Robot Overlords by Mark Stay
|Robot Overlords by Mark Stay|
|Category: Science Fiction|
|Reviewer: Louise Jones|
|Summary: A group of streetwise teenagers try to outwit an invading robot army who have evil intentions toward the entire human race.|
|Buy? No||Borrow? No|
|Pages: 384||Date: February 2015|
|Publisher: Orion Books|
In the not too distant future, an evil alien robot army has enslaved humanity (as evil robot armies so often do), fitting each person with a tracking implant that will ensure that they remain confined to their homes for the next seven years. Gigantic sentries roam the streets in search of lawbreakers and mankind is under constant surveillance. Confinement is making everyone stir-crazy and the brave few who try to outsmart their captors are incinerated on sight. The biggest mystery, however, is why the robots are here and what they want with humankind. Will they really leave, as promised, once the seven years are up? After all, robots never lie.

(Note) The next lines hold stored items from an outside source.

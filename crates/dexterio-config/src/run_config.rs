use std::collections::BTreeSet;
use std::path::PathBuf;

use chrono::NaiveDate;
use serde::{Deserialize, Serialize};

use dexterio_schemas::{CommissionModel, SlippageModel, SpreadModel, TradeType, TradingMode};

/// Configuration for a single backtest run, passed to `run()`. Dates are
/// inclusive; date slicing is applied after aggregation warmup. Bar files
/// are located under `data_root` via `dexterio_data::discover_file`'s
/// `SYM.parquet`/`sym.parquet`/legacy-glob fallback chain (§6) — one per
/// entry in `symbols`.
#[derive(Debug, Clone, Serialize, Deserialize)]
pub struct RunConfig {
    pub run_name: String,
    pub symbols: Vec<String>,
    pub data_root: PathBuf,
    pub start_date: NaiveDate,
    pub end_date: NaiveDate,
    #[serde(default = "default_htf_warmup_days")]
    pub htf_warmup_days: u32,
    pub trading_mode: TradingMode,
    pub trade_types: BTreeSet<TradeType>,
    pub initial_capital: f64,
    pub base_risk_pct: f64,
    pub reduced_risk_pct: f64,
    pub commission_model: CommissionModel,
    #[serde(default)]
    pub enable_reg_fees: bool,
    pub slippage_model: SlippageModel,
    #[serde(default = "default_slippage_pct")]
    pub slippage_pct: f64,
    #[serde(default)]
    pub slippage_ticks: u32,
    pub spread_model: SpreadModel,
    #[serde(default)]
    pub spread_bps: f64,
    #[serde(default)]
    pub export_market_state: bool,
    #[serde(default)]
    pub safe_allowlist: BTreeSet<String>,
    #[serde(default)]
    pub aggressive_allowlist: BTreeSet<String>,
    #[serde(default)]
    pub aggressive_denylist: BTreeSet<String>,
    #[serde(default = "default_stop_day_r")]
    pub stop_day_r: f64,
    #[serde(default = "default_stop_run_r")]
    pub stop_run_r: f64,
    #[serde(default = "default_cooldown_min")]
    pub consec_loss_cooldown_min: u32,
    #[serde(default = "default_tick_size")]
    pub tick_size: f64,
    #[serde(default = "default_sweep_tick_threshold")]
    pub sweep_tick_threshold: u32,
}

fn default_htf_warmup_days() -> u32 {
    40
}
fn default_slippage_pct() -> f64 {
    0.0005
}
fn default_stop_day_r() -> f64 {
    -4.0
}
fn default_stop_run_r() -> f64 {
    20.0
}
fn default_cooldown_min() -> u32 {
    30
}
fn default_tick_size() -> f64 {
    0.01
}
fn default_sweep_tick_threshold() -> u32 {
    2
}

impl RunConfig {
    pub fn validate(&self) -> anyhow::Result<()> {
        use anyhow::bail;
        if self.symbols.is_empty() {
            bail!("config_invalid: no symbols configured");
        }
        if self.start_date > self.end_date {
            bail!("config_invalid: start_date after end_date");
        }
        if self.initial_capital <= 0.0 {
            bail!("config_invalid: initial_capital must be > 0");
        }
        if self.base_risk_pct <= 0.0 || self.base_risk_pct > 1.0 {
            bail!("config_invalid: base_risk_pct must be in (0, 1]");
        }
        if self.reduced_risk_pct <= 0.0 || self.reduced_risk_pct > self.base_risk_pct {
            bail!("config_invalid: reduced_risk_pct must be in (0, base_risk_pct]");
        }
        if self.trade_types.is_empty() {
            bail!("config_invalid: trade_types must be non-empty");
        }
        Ok(())
    }
}

#[cfg(test)]
mod tests {
    use super::*;
    use std::collections::BTreeSet;

    fn base_config() -> RunConfig {
        RunConfig {
            run_name: "test".into(),
            symbols: vec!["SPY".into()],
            data_root: PathBuf::from("data/historical/1m"),
            start_date: NaiveDate::from_ymd_opt(2025, 8, 1).unwrap(),
            end_date: NaiveDate::from_ymd_opt(2025, 8, 1).unwrap(),
            htf_warmup_days: 40,
            trading_mode: TradingMode::Aggressive,
            trade_types: BTreeSet::from([TradeType::Daily, TradeType::Scalp]),
            initial_capital: 50_000.0,
            base_risk_pct: 0.02,
            reduced_risk_pct: 0.01,
            commission_model: CommissionModel::IbkrFixed,
            enable_reg_fees: true,
            slippage_model: SlippageModel::Pct,
            slippage_pct: 0.0005,
            slippage_ticks: 0,
            spread_model: SpreadModel::FixedBps,
            spread_bps: 2.0,
            export_market_state: false,
            safe_allowlist: BTreeSet::new(),
            aggressive_allowlist: BTreeSet::new(),
            aggressive_denylist: BTreeSet::new(),
            stop_day_r: -4.0,
            stop_run_r: 20.0,
            consec_loss_cooldown_min: 30,
            tick_size: 0.01,
            sweep_tick_threshold: 2,
        }
    }

    #[test]
    fn valid_config_passes() {
        assert!(base_config().validate().is_ok());
    }

    #[test]
    fn inverted_date_range_rejected() {
        let mut cfg = base_config();
        cfg.start_date = NaiveDate::from_ymd_opt(2025, 8, 10).unwrap();
        assert!(cfg.validate().is_err());
    }

    #[test]
    fn reduced_risk_above_base_rejected() {
        let mut cfg = base_config();
        cfg.reduced_risk_pct = 0.05;
        assert!(cfg.validate().is_err());
    }
}
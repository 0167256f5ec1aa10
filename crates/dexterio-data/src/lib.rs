//! dexterio-data
//!
//! Bar Source discovery and loading (§6): file discovery rules, parquet
//! reading, and the UTC sort/duplicate/NaN validation pass. This crate is
//! per-symbol only — merging multiple symbols' streams into one
//! globally-ordered replay is `dexterio-backtest`'s job.

pub mod discovery;
pub mod error;
pub mod reader;
pub mod validation;

pub use discovery::discover_file;
pub use error::DataError;
pub use reader::read_bars;
pub use validation::validate_bars;

use std::path::Path;

use dexterio_schemas::Bar;

/// Discovers, reads and validates one symbol's bar stream in one call.
pub fn load_symbol_bars(data_root: &Path, symbol: &str) -> Result<Vec<Bar>, DataError> {
    let path = discover_file(data_root, symbol)?;
    let bars = read_bars(&path)?;
    validate_bars(&bars, symbol)?;
    Ok(bars)
}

Robot Overlords is a book based on an upcoming movie. It tells the story of teenager Sean and his three friends who inadvertently find a way to disable their tracking devices and escape captivity. Unfortunately, the robots soon become aware of their disappearance and the teens find themselves hotly pursued by deadly robots and human collaborators alike. The tables turn once more when a botched robot scan turns Sean into a human weapon that may hold the key to defeating the enemy.
It soon becomes apparent that the story has borrowed heavily from a variety of science fiction sources. Almost every plot element has a whiff of familiarity, creating a twisted amalgam of X-men, Star Trek, Real Steel, Terminator and pretty much every robot movie ever made, with a twist of Spielberg's Goonies added for the obligatory human interest element. The characters, likewise, are a collection of stock stereotypes: the hero, the joker, the girl, the cute kid, the pantomime villain. The characterisation is extremely shallow and this makes it difficult to care about what happens to them.
Another problem with the book is that it struggles to understand its target audience and the writing style is inconsistent. At first glance, it seems that the storyline would appeal to tween boys, but some of the language and sexual references would be too strong for this age group. The focus on the teenage heroes alienates adult readers, as the constant slang references to male anatomy get very annoying, very quickly, as does the incessant bickering between the kids. At several points in the story, I sided with the robots, hoping that a quick, well-targeted incendiary burst would destroy our young heroes and end my pain.
On the plus side, what the story lacks in originality, it certainly makes up for in terms of action and excitement, with plenty of fast-paced scenes, brimming with tension. The pace of the story is good and will keep readers on their toes from beginning to end. I also liked the fact the story was set in the UK, as opposed to a big American city. It added to the sense of claustrophobia as I imagined row upon row of terraced houses being patrolled by huge robot guards.
Dystopian fiction, when done well, can transport the reader to another world. Sadly, Robot Overlords is lazily written and borrows too many ideas from other sources to be a piece of credible, standalone fiction. I don't think I will be rushing to buy a ticket to see the movie any time soon.
Bookbag loved Do Androids Dream of Electric Sheep? by Philip K Dick, which is a bleak, chilling and deeply affecting robot thriller.